Let’s Talk About Sex

By: Nora Lee (Guest Columnist)

Yes, you heard me right. Let’s talk about sex.  This is going to get a bit personal…

I was a child of parents who never talked about sex. I was taught about menstrual cycles and the anatomically correct name for our bodies in school and from Judy Bloom. When I had my first menstrual cycle, I was thankful to the school for giving me one maxi pad and embarrassed that I had to tell my mom. There’s something fundamentally wrong with that! My mother did a good job raising her children, but I think she was of the old school mind set. You know, sweep it under the rug and it will go away. She might have talked to me about becoming a woman, but I don’t remember her preparing me for what was to come or sitting me down to have “the talk”.

 

The wrong information is everywhere

The wrong information is everywhere

Why is it so hard to talk about puberty and sex with your children?

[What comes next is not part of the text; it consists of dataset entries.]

//! # Ticketing SDK Testing
//!
//! Testing utilities for the ticketing API clients.
//!
//! This crate provides:
//! - [`MockApi`]: a `wiremock` server every service can be pointed at
//! - [`fixtures`]: JSON bodies in the shapes the APIs return
//! - [`properties`]: proptest strategies for SDK types
//!
//! ## Example
//!
//! ```ignore
//! use ticketing_sdk_testing::{MockApi, fixtures};
//! use wiremock::{Mock, ResponseTemplate, matchers::{method, path}};
//!
//! #[tokio::test]
//! async fn test_get_venue() {
//!     let api = MockApi::start().await;
//!     Mock::given(method("GET"))
//!         .and(path("/api/v1/venues/1"))
//!         .respond_with(ResponseTemplate::new(200).set_body_json(
//!             fixtures::api_response(serde_json::json!({"id": "1"})),
//!         ))
//!         .mount(api.server())
//!         .await;
//!
//!     let venues = VenueService::new(api.shared_context()).unwrap();
//!     assert_eq!(venues.get_venue_by_id("1").await.unwrap().id, "1");
//! }
//! ```

mod mock_api;

pub mod fixtures;

pub use mock_api::{MockApi, TEST_PASSWORD, TEST_TOKEN, TEST_USER};

/// Deterministic time.
pub mod mocks {
    use chrono::{DateTime, TimeZone, Utc};

    /// Fixed instant for tests (2026-01-01 00:00:00 UTC).
    #[must_use]
    pub fn test_now() -> DateTime<Utc> {
        Utc.with_ymd_and_hms(2026, 1, 1, 0, 0, 0)
            .single()
            .unwrap_or(DateTime::<Utc>::UNIX_EPOCH)
    }
}

/// Property-based testing utilities using proptest.
pub mod properties {
    use proptest::prelude::*;
    use ticketing_sdk_core::{Environment, Money};

    /// Any environment.
    pub fn environment() -> impl Strategy<Value = Environment> {
        proptest::sample::select(Environment::ALL.to_vec())
    }

    /// Positive amounts in one currency.
    pub fn money(currency: &'static str) -> impl Strategy<Value = Money> {
        (1_i64..10_000_000).prop_map(move |value| Money::new(value, currency))
    }

    /// Identifiers that are safe as a URL path segment.
    pub fn path_segment() -> impl Strategy<Value = String> {
        "[A-Za-z0-9][A-Za-z0-9_-]{0,15}"
    }
}

/// Install a `tracing` subscriber that writes through the test harness.
///
/// Safe to call from every test; only the first call installs it.
pub fn init_tracing() {
    let _ = tracing_subscriber::fmt()
        .with_env_filter(
            tracing_subscriber::EnvFilter::try_from_default_env()
                .unwrap_or_else(|_| "ticketing_sdk=debug,ticketing_sdk_core=debug".into()),
        )
        .with_test_writer()
        .try_init();
}

pub use mocks::test_now;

I don’t agree that little 3 year old Johnny needs to be fully informed about the subject, but your children need to know sooner and sooner these days. I recently read a news article about a 9 year old girl giving birth. 9 years old! I know this is an extreme case, but children need to know what to expect. At 12 years old, I was asked to give up my virginity because I was moving across the country. Looking back, it seems impossibly crazy, but I considered it. Thankfully I didn’t succumb to the pressure and waited. I wish I waited longer than I did, but without my parents talking about why I should wait, I didn’t think it was that big of a deal at the time. Children shouldn’t have to burden themselves with the pressure of sex and what that may lead to. As a girl, the biggest fear is pregnancy. I had a teenage pregnancy scare. It was a false alarm, but I remember the fear all too well! The fear of being pregnant, having to tell my boyfriend, and then having to face my parents was too much. I went to a family friend. We bought a home pregnancy kit. I peed on a stick and waited. I think I held my breath the entire 5 minutes. The test came back negative and I was relieved! I didn’t have to tell anyone, and I didn’t.

 

Studies will show that teenage pregnancies are declining. Is it acceptable that 34% of teenagers have at least one pregnancy before they turn 20? Thirty four percent of girls in the U.S. have teenage pregnancies. In case that wasn’t alarming enough, here’s another statistic. The main rise in the teen pregnancy rate is among girls younger than 15.

 

How do parents help? TALK ABOUT SEX! Information is the key. Talk to your children about puberty. Talk to them about what you expect from them when they are teenagers and start dating. Talk about abstinence, but talk about protection as well. My parents didn’t talk about anything. When they found out I was sexually active my mother’s response was to tell me “stop it”. I snickered even though I knew that was not the response she wanted. If Mom would have taken me to the doctor for contraception, I wouldn’t have had to experience that pregnancy scare. In those days, I couldn’t go to the doctor by myself because I was a minor. I still didn’t know what to expect when I was almost 20 at my first obgyn appointment. The more information you can give your children, the better they will be equipped to handle their own situations. But you have to talk to them. Talking to your children is the first step to everything. So, let’s talk about sex!